O
filósofo e professor Vladimir Safatle em entrevista sobre a situação política
nacional, foi claro e conciso ao definir a velha democracia como algo morto,
desmoronado. O regime político de conciliação de classes, que surge como
“resultado de um medo de que a classe popular e operária desertasse o
capitalismo e entrasse em outra via” – nas palavras do professor morre e, em
seu lugar, a que melhor pode cumprir a tarefa de operar a velha ordem é a
extrema-direita. Ele analisa que provavelmente o que nos espera no futuro é “um
autoritarismo aberto mesmo”. Nesse sentido, é preciso ruptura ou, em suas
palavras: “A esquerda revolucionária precisa se preparar para esses cenários”
por Jailson de Souza no site A Nova Democracia – Sociedade e
a Luta Popular Ininteligível pelas
Esquerdas Brasileiras
Foto Rodrigo Duarte Baptista/AND.
Para Safatle, a conciliação de classes foi produto do medo de que o
proletariado tomasse o caminho da luta revolucionária
ANova Democracia
(AND): O que você pensa da repercussão pessimista que tiveram as jornadas de
2013 entre parcelas da intelectualidade?
Vladimir
Safatle: As
jornadas de 2013 são realmente um marco da vida política do país e um divisor
de águas. Você percebe claramente, a depender do posicionamento diante dos
protestos de 2013, quem está dentro de um processo de abertura para outras
formas de experiência social e aqueles que têm uma visão muito defensiva, de
preservar o mesmo modelo de gerenciamento social, econômico e político que fora
implementado de modo mais ou menos igual desde o fim da ditadura militar. Eu
sempre defendi que ali estávamos jogando os próximos capítulos da história
nacional e que não havia nenhum sentido temer essa tomada das ruas pela
população, por mais que fosse um processo contraditório, com várias forças,
como foi desde o princípio – porque isso é absolutamente natural.
Marx, no
18 de Brumário, tenta entender como uma revolução popular, em 1848, pôde gerar
Napoleão III, ou seja, como pôde gerar o fortalecimento cínico de um poder
imperial, extremamente violento e reacionário. Foi como em 2013. E é um sintoma
muito claro de que a esquerda brasileira não entendeu isso. Onde a esquerda
brasileira, ou seus setores hegemônicos, onde estavam? Estavam longe de uma
possibilidade de escutar as ruas, mas longe também de agir através delas.
Essas
manifestações, sua espontaneidade expressam a recusa de seguir um modelo
institucional vigente. Isso é claro. Óbvio que essa recusa pode dar em coisas
diferentes: em uma regressão social, de cunho protofascista, ou numa
transformação revolucionária efetiva.
AND:
Quais são as perspectivas para a próxima eleição?

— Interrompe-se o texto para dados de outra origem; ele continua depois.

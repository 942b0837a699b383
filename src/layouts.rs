mod even_horizontal;
mod monocle;

pub use even_horizontal::EvenHorizontal;
pub use monocle::Monocle;

use crate::models::{Window, WorkspaceId};
use crate::native::{NativeApi, Rect};

pub const MONOCLE: &str = "Monocle";
pub const EVEN_HORIZONTAL: &str = "EvenHorizontal";

/// A pluggable layout strategy.
///
/// The workspace tells the layout which windows it controls; `reposition`
/// applies geometry through the OS adapter. Layouts never see floating or
/// minimized windows.
pub trait Layout {
    fn layout_name(&self) -> &'static str;

    fn initialize(&mut self, _workspace: WorkspaceId, _area: Rect) {}

    fn reposition(&mut self, windows: &[&Window], area: Rect, api: &mut dyn NativeApi);

    fn window_created(&mut self, _window: &Window) {}

    fn window_destroyed(&mut self, _window: &Window) {}

    fn window_minimized(&mut self, _window: &Window) {}

    fn window_restored(&mut self, _window: &Window) {}

    /// Whether shared windows keep their own geometry across workspace
    /// switches, or the layout re-derives it anyway.
    fn should_save_and_restore_shared_windows_position(&self) -> bool {
        true
    }
}

pub fn new_layout(name: &str) -> Option<Box<dyn Layout>> {
    match name {
        MONOCLE => Some(Box::new(Monocle)),
        EVEN_HORIZONTAL => Some(Box::new(EvenHorizontal)),
        _ => None,
    }
}
use crate::config::Config;
use crate::models::Manager;
use crate::native::NativeApi;
use crate::plugins::Notification;
use crate::posted_action::PostedAction;

impl<C: Config, API: NativeApi> Manager<C, API> {
    /// Runs the manager until `quit` is requested.
    ///
    /// All state mutation happens here, on this task: shell notifications
    /// are handled strictly one at a time, one deferred action drains per
    /// cycle, and background results are marshalled in between.
    pub async fn event_loop(mut self) {
        self.startup();
        loop {
            self.native.flush();
            tokio::select! {
                () = self.native.wait_readable() => {}
                () = timeout(50) => {}
            }
            while self.dispatch_cycle() {
                if self.quit_requested {
                    break;
                }
            }
            if self.quit_requested {
                break;
            }
        }
    }

    /// One dispatch cycle: at most one shell notification, then exactly one
    /// deferred action, then any finished background results.
    ///
    /// Returns whether any work was done.
    pub fn dispatch_cycle(&mut self) -> bool {
        let mut progressed = false;
        if let Some(event) = self.native.next_shell_event() {
            self.dispatch_shell_event(event);
            progressed = true;
        }
        if let Some(action) = self.state.posted_actions.pop_front() {
            self.run_posted_action(action);
            progressed = true;
        }
        while let Some((handle, icon)) = self.background.poll() {
            self.notify(Notification::WindowIconChanged { handle, icon });
            progressed = true;
        }
        progressed
    }

    fn run_posted_action(&mut self, action: PostedAction) {
        tracing::debug!(?action, "running deferred action");
        match action {
            PostedAction::SwitchToWorkspace(workspace) => {
                self.switch_to_workspace(workspace);
            }
            PostedAction::SwitchToApplication(handle) => {
                self.switch_to_application(handle);
            }
            PostedAction::MoveApplicationToWorkspace { handle, to, from } => {
                self.change_application_to_workspace(handle, to, from, true);
            }
            PostedAction::CompleteWorkspaceSwitch { from, to } => {
                self.complete_workspace_switch(from, to);
            }
            PostedAction::ForceForeground(target) => {
                self.force_foreground(target);
            }
        }
    }
}

async fn timeout(millis: u64) {
    use tokio::time::{sleep, Duration};
    sleep(Duration::from_millis(millis)).await;
}
use super::Layout;
use crate::models::Window;
use crate::native::{NativeApi, Rect};

/// Layout which gives every managed window the whole working area.
#[derive(Debug, Default, Clone, Copy)]
pub struct Monocle;

impl Layout for Monocle {
    fn layout_name(&self) -> &'static str {
        super::MONOCLE
    }

    fn reposition(&mut self, windows: &[&Window], area: Rect, api: &mut dyn NativeApi) {
        for window in windows {
            api.set_frame(window.handle, area);
        }
    }

    // every window occupies the full working area, so per-window geometry
    // carries no information worth saving
    fn should_save_and_restore_shared_windows_position(&self) -> bool {
        false
    }
}
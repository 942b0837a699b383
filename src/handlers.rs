mod shared_window_handler;
mod shell_event_handler;
mod window_handler;
mod workspace_handler;
//! Process-scoped registries owned by the orchestrator.

use crate::config::Config;
use crate::errors::{Result, ShellgridError};
use crate::layouts;
use crate::models::{Monitor, Window, WindowHandle, Workspace, WorkspaceId};
use crate::posted_action::PostedAction;
use crate::utils::multiset::Multiset;

use std::collections::{HashMap, HashSet, VecDeque};

/// All mutable state of the manager: the workspaces, the routing table and
/// the queues. Mutated only from the dispatch thread.
#[derive(Debug)]
pub struct State {
    pub workspaces: Vec<Workspace>,
    pub current_workspace: WorkspaceId,
    pub previous_workspace: WorkspaceId,
    /// Native handle to the ordered list of workspaces holding a record of
    /// it. The first entry is the primary view.
    pub(crate) applications: HashMap<WindowHandle, Vec<WorkspaceId>>,
    /// Reference counted: hide requests may arrive several times for the
    /// same handle and each must be matched by one destroy notification.
    pub(crate) hidden_windows: Multiset<WindowHandle>,
    /// Windows shown outside their rule-assigned workspace, pending
    /// dismissal on the next switch.
    pub(crate) temporarily_shown: HashSet<WindowHandle>,
    /// Mutations deferred until the current notification handler returns.
    pub(crate) posted_actions: VecDeque<PostedAction>,
}

impl State {
    pub(crate) fn new(config: &impl Config, monitors: &[Monitor]) -> Result<Self> {
        let configs = config.workspaces();
        if configs.is_empty() {
            return Err(ShellgridError::NoWorkspaces);
        }
        let mut workspaces = Vec::with_capacity(configs.len());
        for (index, ws) in configs.iter().enumerate() {
            let id = index + 1;
            let layout = layouts::new_layout(&ws.layout)
                .ok_or_else(|| ShellgridError::UnknownLayout(ws.layout.clone()))?;
            let monitor = monitors
                .get(ws.monitor)
                .copied()
                .ok_or(ShellgridError::UnknownMonitor {
                    workspace: id,
                    monitor: ws.monitor,
                })?;
            workspaces.push(Workspace::new(
                id,
                ws.name.clone(),
                monitor,
                layout,
                ws.show_windows_taskbar,
                ws.reposition_on_switched_to,
            ));
        }
        let starting = config.starting_workspace();
        if starting == 0 || starting > workspaces.len() {
            return Err(ShellgridError::UnknownWorkspace(starting));
        }
        Ok(Self {
            workspaces,
            current_workspace: starting,
            previous_workspace: starting,
            applications: HashMap::new(),
            hidden_windows: Multiset::new(),
            temporarily_shown: HashSet::new(),
            posted_actions: VecDeque::new(),
        })
    }

    #[must_use]
    pub fn workspace(&self, id: WorkspaceId) -> Option<&Workspace> {
        id.checked_sub(1).and_then(|i| self.workspaces.get(i))
    }

    pub fn workspace_mut(&mut self, id: WorkspaceId) -> Option<&mut Workspace> {
        id.checked_sub(1).and_then(|i| self.workspaces.get_mut(i))
    }

    /// There is always a current workspace.
    #[must_use]
    pub fn current(&self) -> &Workspace {
        &self.workspaces[self.current_workspace - 1]
    }

    pub fn current_mut(&mut self) -> &mut Workspace {
        let index = self.current_workspace - 1;
        &mut self.workspaces[index]
    }

    /// Workspace id 0 means "the current workspace at this moment".
    #[must_use]
    pub fn resolve_workspace(&self, id: WorkspaceId) -> WorkspaceId {
        if id == 0 {
            self.current_workspace
        } else {
            id
        }
    }

    #[must_use]
    pub fn route(&self, handle: WindowHandle) -> Option<&[WorkspaceId]> {
        self.applications.get(&handle).map(Vec::as_slice)
    }

    #[must_use]
    pub fn is_tracked(&self, handle: WindowHandle) -> bool {
        self.applications.contains_key(&handle)
    }

    #[must_use]
    pub fn is_hidden(&self, handle: WindowHandle) -> bool {
        self.hidden_windows.contains(&handle)
    }

    #[must_use]
    pub fn is_temporarily_shown(&self, handle: WindowHandle) -> bool {
        self.temporarily_shown.contains(&handle)
    }

    /// The primary record of a tracked window.
    #[must_use]
    pub fn find_window(&self, handle: WindowHandle) -> Option<(&Workspace, &Window)> {
        let workspace = self
            .route(handle)
            .and_then(|route| route.first())
            .and_then(|&id| self.workspace(id))?;
        workspace.ownermost_window(handle).map(|w| (workspace, w))
    }

    pub(crate) fn post_action(&mut self, action: PostedAction) {
        self.posted_actions.push_back(action);
    }
}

VS: Nas próximas eleições, a extrema-direita – que se descolou da direita no
Brasil – não tem medo de fazer o debate ideológico e ela vai usar isso,
transformará a próxima eleição em plebiscito do governo, e vai colocar as
pautas nacionais. E, se o governo se sentir plebiscitado, ele vai botar a
quinta marcha e partir para cima de todo mundo. Acho que é importante a
esquerda revolucionária se preparar para esses cenários.
AND: O
que você pensa da lógica do governo atual e como a esquerda pode atuar?
VS: Isto que aí está não é um
governo, é um movimento. Não é a lógica de um governo a que está em operação,
mas sim a de um movimento, tanto que o
tópico central não é “vejam o que nós estamos fazendo”, mas sim “vejam como eu
não consigo governar”. E aí dizem que é porque o “poder Legislativo me impede”,
“o poder judiciário me impede”, “a burocracia me impede”. Tudo por quê? Porque
ele quer desmontar o resto e ter um poder absoluto.
Diga-se
de passagem, essa era a lógica fundamental do Estado fascista italiano.

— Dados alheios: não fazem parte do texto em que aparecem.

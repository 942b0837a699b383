mod manager;
mod monitor;
mod window;
mod workspace;

pub use manager::Manager;
pub use monitor::Monitor;
pub use window::{Window, WindowHandle};
pub use workspace::{Workspace, WorkspaceId};
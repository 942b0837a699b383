//! Bars and other extensions observing the manager.

use crate::models::{WindowHandle, WorkspaceId};
use crate::native::IconBitmap;
use crate::state::State;

use std::fmt;

/// Everything a bar or plugin can learn about without asking.
#[derive(Debug, Clone, PartialEq)]
pub enum Notification {
    WorkspaceShown(WorkspaceId),
    WorkspaceHidden(WorkspaceId),
    WorkspaceActivated(WorkspaceId),
    WorkspaceDeactivated(WorkspaceId),
    WorkspaceLayoutChanged {
        workspace: WorkspaceId,
        layout: String,
    },
    WorkspaceMonitorChanged {
        workspace: WorkspaceId,
        old_monitor: usize,
        new_monitor: usize,
    },
    WindowAdded {
        workspace: WorkspaceId,
        handle: WindowHandle,
    },
    WindowRemoved {
        workspace: WorkspaceId,
        handle: WindowHandle,
    },
    WindowMinimized {
        workspace: WorkspaceId,
        handle: WindowHandle,
    },
    WindowRestored {
        workspace: WorkspaceId,
        handle: WindowHandle,
    },
    WindowActivated {
        handle: Option<WindowHandle>,
    },
    WindowTitleChanged {
        handle: WindowHandle,
        title: String,
    },
    WindowIconChanged {
        handle: WindowHandle,
        icon: Option<IconBitmap>,
    },
    WindowFlashing {
        handle: WindowHandle,
    },
}

pub trait Plugin {
    fn name(&self) -> &str;

    fn initialize(&mut self, _state: &State) {}

    fn dispose(&mut self) {}

    fn notify(&mut self, _event: &Notification, _state: &State) {}
}

/// Fan-out of manager notifications to every registered plugin, in
/// registration order.
#[derive(Default)]
pub struct PluginHost {
    plugins: Vec<Box<dyn Plugin>>,
}

impl fmt::Debug for PluginHost {
    fn fmt(&self, f: &mut fmt::Formatter<'_>) -> fmt::Result {
        let names: Vec<&str> = self.plugins.iter().map(|p| p.name()).collect();
        f.debug_struct("PluginHost").field("plugins", &names).finish()
    }
}

impl PluginHost {
    pub fn register(&mut self, plugin: Box<dyn Plugin>) {
        self.plugins.push(plugin);
    }

    #[must_use]
    pub fn is_empty(&self) -> bool {
        self.plugins.is_empty()
    }

    pub(crate) fn initialize(&mut self, state: &State) {
        for plugin in &mut self.plugins {
            plugin.initialize(state);
        }
    }

    pub(crate) fn dispose(&mut self) {
        for plugin in &mut self.plugins {
            plugin.dispose();
        }
    }

    pub(crate) fn notify(&mut self, event: &Notification, state: &State) {
        for plugin in &mut self.plugins {
            plugin.notify(event, state);
        }
    }
}
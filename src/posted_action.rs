use crate::models::{WindowHandle, WorkspaceId};

/// A mutation deferred from inside a notification handler until the handler
/// has returned. The queue drains exactly one action per dispatch cycle, in
/// program order; a superseded action still runs against whatever the state
/// is at drain time.
#[derive(Debug, Clone, Copy, PartialEq, Eq)]
pub enum PostedAction {
    SwitchToWorkspace(WorkspaceId),
    SwitchToApplication(WindowHandle),
    MoveApplicationToWorkspace {
        handle: WindowHandle,
        to: WorkspaceId,
        from: WorkspaceId,
    },
    /// The unswitch/switch-to pair that finishes a workspace switch after
    /// the new top window has been foregrounded.
    CompleteWorkspaceSwitch {
        from: WorkspaceId,
        to: WorkspaceId,
    },
    ForceForeground(ActivationTarget),
}

/// Activation goes either to a bare handle or through a window record that
/// may redirect to its last active popup.
#[derive(Debug, Clone, Copy, PartialEq, Eq)]
pub enum ActivationTarget {
    Handle(WindowHandle),
    Window {
        handle: WindowHandle,
        activate_last_active_popup: bool,
    },
}

impl ActivationTarget {
    #[must_use]
    pub const fn handle(&self) -> WindowHandle {
        match self {
            Self::Handle(handle) | Self::Window { handle, .. } => *handle,
        }
    }
}
use crate::layouts::Layout;
use crate::models::{Monitor, Window, WindowHandle};
use crate::native::NativeApi;
use crate::utils::helpers::settle_sleep;

use std::collections::VecDeque;
use std::fmt;
use std::time::Duration;

pub type WorkspaceId = usize;

/// A virtual desktop.
///
/// Owns the full window list in Z-order (front is topmost) plus the managed
/// subset the layout controls. Floating and minimized windows stay in the
/// owner list for Z-order and activation purposes but are never handed to the
/// layout.
pub struct Workspace {
    pub id: WorkspaceId,
    pub name: String,
    pub monitor: Monitor,
    pub show_windows_taskbar: bool,
    pub reposition_on_switched_to: bool,
    pub is_visible: bool,
    pub is_current: bool,
    has_changes: bool,
    layout: Box<dyn Layout>,
    floating_windows_count: usize,
    windows_shown_in_tabs_count: usize,
    /// All owner windows, topmost first.
    windows: VecDeque<Window>,
    /// Handles of windows under layout control: not floating, not minimized.
    /// Includes owned windows. Not Z-ordered.
    managed: Vec<WindowHandle>,
    /// Handles of windows with `workspaces_count > 1`.
    shared: Vec<WindowHandle>,
    /// Shared windows that must be re-initialized once more before they
    /// leave the shared subset.
    removed_shared: Vec<WindowHandle>,
}

impl fmt::Debug for Workspace {
    fn fmt(&self, f: &mut fmt::Formatter) -> fmt::Result {
        write!(
            f,
            "Workspace {{ id: {}, name: {:?}, layout: {}, windows: {} }}",
            self.id,
            self.name,
            self.layout.layout_name(),
            self.windows.len()
        )
    }
}

impl PartialEq for Workspace {
    fn eq(&self, other: &Self) -> bool {
        self.id == other.id
    }
}
//! Core state machine of the shellgrid window manager.
// We deny clippy pedantic lints, primarily to keep code as correct as possible
// Remember, the goal of shellgrid is to do one thing and to do that one thing
// well: Be a window manager.
#![warn(clippy::pedantic)]
// Each of these lints are globally allowed because they otherwise make a lot
// of noise. However, work to ensure that each use of one of these is correct
// would be very much appreciated.
#![allow(
    clippy::cast_precision_loss,
    clippy::cast_possible_truncation,
    clippy::cast_possible_wrap,
    clippy::cast_sign_loss,
    clippy::must_use_candidate,
    clippy::default_trait_access
)]
pub mod config;
pub mod errors;
mod event_loop;
mod handlers;
pub mod layouts;
pub mod models;
pub mod native;
pub mod plugins;
mod posted_action;
mod shell_event;
pub mod state;
pub mod utils;

pub use config::{Config, ProgramRule, Rule, WorkspaceConfig};
pub use errors::{Result, ShellgridError};
pub use layouts::Layout;
pub use models::Manager;
pub use models::Monitor;
pub use models::Window;
pub use models::Workspace;
pub use native::NativeApi;
pub use plugins::{Notification, Plugin};
pub use posted_action::{ActivationTarget, PostedAction};
pub use shell_event::ShellEvent;
pub use state::State;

Concretamente, na Itália, até meados dos anos 1930 o governo tinha resultados
econômicos pífios, e qual era a lógica fundamental? O Estado não nos permite
governar. Nesse sentido, é claro que a resposta da esquerda tem que ser outra.
Os setores hegemônicos da
esquerda brasileira não estão preparados para atuar nesse momento no qual é
preciso atuar em múltiplas frentes. Mesmo os grupos que atuam ainda são
minoritários. Temos um país com uma grande energia, e ela está presente em
todos os momentos. Há grandes manifestações, espontâneas e que funcionam em
rede, sem um grande grupo por trás, mas falta algo que reverbere. O povo brasileiro não saiu das
ruas desde 2013, são seis anos nessa toada, mas ainda não se produziu o acúmulo,
até agora -- o que não significa que não possa produzir, mas precisamos pensar
por que não se produziu até agora esse processo irreversível, de consolidação
de uma conquista. Essa é a questão central.